(Saved entries)
++++++

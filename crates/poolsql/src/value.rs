//! Bound scalar values.
//!
//! Filter values arrive as strings, rows arrive as JSON-ish scalars. Both end
//! up as a [`Value`], which binds to the Postgres column type it meets at
//! execution time. A value that cannot be bound (text against a `bigint`
//! column, an integer that overflows `int4`) fails there, not while building.

use crate::error::{QueryError, QueryResult};
use bytes::BytesMut;
use rust_decimal::Decimal;
use std::error::Error;
use tokio_postgres::types::{IsNull, ToSql, Type};

/// A scalar statement parameter.
#[derive(Debug, Clone, PartialEq)]
pub enum Value {
    Null,
    Int(i64),
    Float(f64),
    Text(String),
}

impl Value {
    /// Interpret a raw filter comparand.
    ///
    /// Integers win over floats; anything that is neither a finite number nor
    /// an integer stays text and is left for the database to reject.
    pub fn parse_numeric(raw: &str) -> Self {
        if let Ok(v) = raw.parse::<i64>() {
            return Value::Int(v);
        }
        match raw.parse::<f64>() {
            Ok(v) if v.is_finite() => Value::Float(v),
            _ => Value::Text(raw.to_string()),
        }
    }

    pub fn is_null(&self) -> bool {
        matches!(self, Value::Null)
    }

    /// Whether this is a number with a fractional part, which an integer
    /// column cannot take without a cast.
    pub fn is_fractional(&self) -> bool {
        matches!(self, Value::Float(v) if v.fract() != 0.0)
    }

    /// Render as an inline SQL literal. Text is single-quoted with `'` doubled.
    pub fn to_literal(&self) -> String {
        let mut out = String::new();
        self.write_literal(&mut out);
        out
    }

    pub(crate) fn write_literal(&self, out: &mut String) {
        match self {
            Value::Null => out.push_str("NULL"),
            Value::Int(v) => out.push_str(&v.to_string()),
            Value::Float(v) => out.push_str(&v.to_string()),
            Value::Text(s) => write_quoted(s, out),
        }
    }
}

pub(crate) fn write_quoted(s: &str, out: &mut String) {
    out.push('\'');
    for ch in s.chars() {
        if ch == '\'' {
            out.push_str("''");
        } else {
            out.push(ch);
        }
    }
    out.push('\'');
}

fn mismatch(what: String, ty: &Type) -> Box<dyn Error + Sync + Send> {
    format!("cannot bind {what} to column of type {ty}").into()
}

impl ToSql for Value {
    fn to_sql(
        &self,
        ty: &Type,
        out: &mut BytesMut,
    ) -> Result<IsNull, Box<dyn Error + Sync + Send>> {
        match self {
            Value::Null => Ok(IsNull::Yes),
            Value::Int(v) => match *ty {
                Type::INT2 => i16::try_from(*v)?.to_sql(ty, out),
                Type::INT4 => i32::try_from(*v)?.to_sql(ty, out),
                Type::INT8 => v.to_sql(ty, out),
                Type::FLOAT4 => (*v as f32).to_sql(ty, out),
                Type::FLOAT8 => (*v as f64).to_sql(ty, out),
                Type::NUMERIC => Decimal::from(*v).to_sql(ty, out),
                _ => Err(mismatch(format!("integer {v}"), ty)),
            },
            Value::Float(v) => match *ty {
                Type::FLOAT4 => (*v as f32).to_sql(ty, out),
                Type::FLOAT8 => v.to_sql(ty, out),
                // Shortest round-trip text, so 0.1 binds as 0.1 and not its binary expansion.
                Type::NUMERIC => v.to_string().parse::<Decimal>()?.to_sql(ty, out),
                Type::INT2 | Type::INT4 | Type::INT8
                    if v.fract() == 0.0 && *v >= i64::MIN as f64 && *v <= i64::MAX as f64 =>
                {
                    Value::Int(*v as i64).to_sql(ty, out)
                }
                _ => Err(mismatch(format!("number {v}"), ty)),
            },
            Value::Text(s) => {
                if <String as ToSql>::accepts(ty) {
                    s.to_sql(ty, out)
                } else {
                    Err(mismatch(format!("text {s:?}"), ty))
                }
            }
        }
    }

    fn accepts(ty: &Type) -> bool {
        matches!(
            *ty,
            Type::INT2 | Type::INT4 | Type::INT8 | Type::FLOAT4 | Type::FLOAT8 | Type::NUMERIC
        ) || <String as ToSql>::accepts(ty)
    }

    tokio_postgres::types::to_sql_checked!();
}

impl From<i64> for Value {
    fn from(v: i64) -> Self {
        Value::Int(v)
    }
}

impl From<i32> for Value {
    fn from(v: i32) -> Self {
        Value::Int(v.into())
    }
}

impl From<u32> for Value {
    fn from(v: u32) -> Self {
        Value::Int(v.into())
    }
}

impl From<f64> for Value {
    fn from(v: f64) -> Self {
        Value::Float(v)
    }
}

impl From<&str> for Value {
    fn from(v: &str) -> Self {
        Value::Text(v.to_string())
    }
}

impl From<String> for Value {
    fn from(v: String) -> Self {
        Value::Text(v)
    }
}

impl<T: Into<Value>> From<Option<T>> for Value {
    fn from(v: Option<T>) -> Self {
        v.map_or(Value::Null, Into::into)
    }
}

impl TryFrom<&serde_json::Value> for Value {
    type Error = QueryError;

    fn try_from(v: &serde_json::Value) -> QueryResult<Self> {
        match v {
            serde_json::Value::Null => Ok(Value::Null),
            serde_json::Value::String(s) => Ok(Value::Text(s.clone())),
            serde_json::Value::Number(n) => match (n.as_i64(), n.as_f64()) {
                (Some(i), _) => Ok(Value::Int(i)),
                (None, Some(f)) => Ok(Value::Float(f)),
                (None, None) => Err(QueryError::validation(format!(
                    "number {n} is not representable"
                ))),
            },
            other => Err(QueryError::validation(format!(
                "expected a scalar value, got {other}"
            ))),
        }
    }
}

#[cfg(test)]
mod tests {
    use super::*;

    #[test]
    fn parse_numeric_prefers_integers() {
        assert_eq!(Value::parse_numeric("100"), Value::Int(100));
        assert_eq!(Value::parse_numeric("-7"), Value::Int(-7));
        assert_eq!(Value::parse_numeric("1.5"), Value::Float(1.5));
    }

    #[test]
    fn parse_numeric_keeps_garbage_as_text() {
        assert_eq!(Value::parse_numeric("abc"), Value::Text("abc".into()));
        assert_eq!(Value::parse_numeric(""), Value::Text(String::new()));
        assert_eq!(Value::parse_numeric("inf"), Value::Text("inf".into()));
    }

    #[test]
    fn literals() {
        assert_eq!(Value::Null.to_literal(), "NULL");
        assert_eq!(Value::Int(1).to_literal(), "1");
        assert_eq!(Value::Float(0.25).to_literal(), "0.25");
        assert_eq!(Value::from("primary").to_literal(), "'primary'");
        assert_eq!(Value::from("it's").to_literal(), "'it''s'");
    }

    #[test]
    fn binds_integers_to_numeric_columns() {
        let mut buf = BytesMut::new();
        assert!(Value::Int(5).to_sql(&Type::INT8, &mut buf).is_ok());
        assert_eq!(buf.len(), 8);

        let mut buf = BytesMut::new();
        assert!(Value::Int(5).to_sql(&Type::INT4, &mut buf).is_ok());
        assert_eq!(buf.len(), 4);

        let mut buf = BytesMut::new();
        assert!(Value::Int(5).to_sql(&Type::FLOAT8, &mut buf).is_ok());
        assert_eq!(buf.len(), 8);
    }

    #[test]
    fn rejects_overflow_and_mismatch() {
        let mut buf = BytesMut::new();
        assert!(Value::Int(i64::MAX).to_sql(&Type::INT4, &mut buf).is_err());
        assert!(Value::from("abc").to_sql(&Type::INT8, &mut buf).is_err());
        assert!(Value::Float(1.5).to_sql(&Type::INT8, &mut buf).is_err());
        assert!(Value::Int(1).to_sql(&Type::TEXT, &mut buf).is_err());
    }

    #[test]
    fn numbers_bind_to_numeric_columns() {
        let mut buf = BytesMut::new();
        assert!(Value::Int(1).to_sql(&Type::NUMERIC, &mut buf).is_ok());
        assert!(!buf.is_empty());

        let mut buf = BytesMut::new();
        assert!(Value::Float(1.5).to_sql(&Type::NUMERIC, &mut buf).is_ok());

        let mut buf = BytesMut::new();
        assert!(Value::Float(0.1).to_sql(&Type::NUMERIC, &mut buf).is_ok());
        assert!(<Value as ToSql>::accepts(&Type::NUMERIC));
    }

    #[test]
    fn fractional_values() {
        assert!(Value::Float(1.5).is_fractional());
        assert!(!Value::Float(2.0).is_fractional());
        assert!(!Value::Int(2).is_fractional());
        assert!(!Value::from("1.5").is_fractional());
    }

    #[test]
    fn integral_float_binds_to_bigint() {
        let mut buf = BytesMut::new();
        assert!(Value::Float(3.0).to_sql(&Type::INT8, &mut buf).is_ok());
    }

    #[test]
    fn text_binds_to_varchar() {
        let mut buf = BytesMut::new();
        assert!(Value::from("primary").to_sql(&Type::VARCHAR, &mut buf).is_ok());
        assert_eq!(&buf[..], b"primary");
    }

    #[test]
    fn null_binds_anywhere_accepted() {
        let mut buf = BytesMut::new();
        assert!(matches!(
            Value::Null.to_sql(&Type::INT8, &mut buf),
            Ok(IsNull::Yes)
        ));
        assert!(<Value as ToSql>::accepts(&Type::TEXT));
        assert!(!<Value as ToSql>::accepts(&Type::BOOL));
    }

    #[test]
    fn from_json_scalars() {
        let v = serde_json::json!(1);
        assert_eq!(Value::try_from(&v).unwrap(), Value::Int(1));
        let v = serde_json::json!(1.5);
        assert_eq!(Value::try_from(&v).unwrap(), Value::Float(1.5));
        let v = serde_json::json!("x");
        assert_eq!(Value::try_from(&v).unwrap(), Value::from("x"));
        let v = serde_json::json!(null);
        assert_eq!(Value::try_from(&v).unwrap(), Value::Null);
        let v = serde_json::json!([1]);
        assert!(Value::try_from(&v).is_err());
        let v = serde_json::json!(true);
        assert!(Value::try_from(&v).is_err());
    }
}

++++++

● EXERCISE DESCRIPTION
What is needed is an exact copy of the lines above, from the one containing "(None, Some(f)) =>" through the one containing "use super::*;", with nothing added.

● RESULT FOR THIS TASK
                (None, Some(f)) => Ok(Value::Float(f)),
                (None, None) => Err(QueryError::validation(format!(
                    "number {n} is not representable"
                ))),
            },
            other => Err(QueryError::validation(format!(
                "expected a scalar value, got {other}"
            ))),
        }
    }
}

#[cfg(test)]
mod tests {
    use super::*;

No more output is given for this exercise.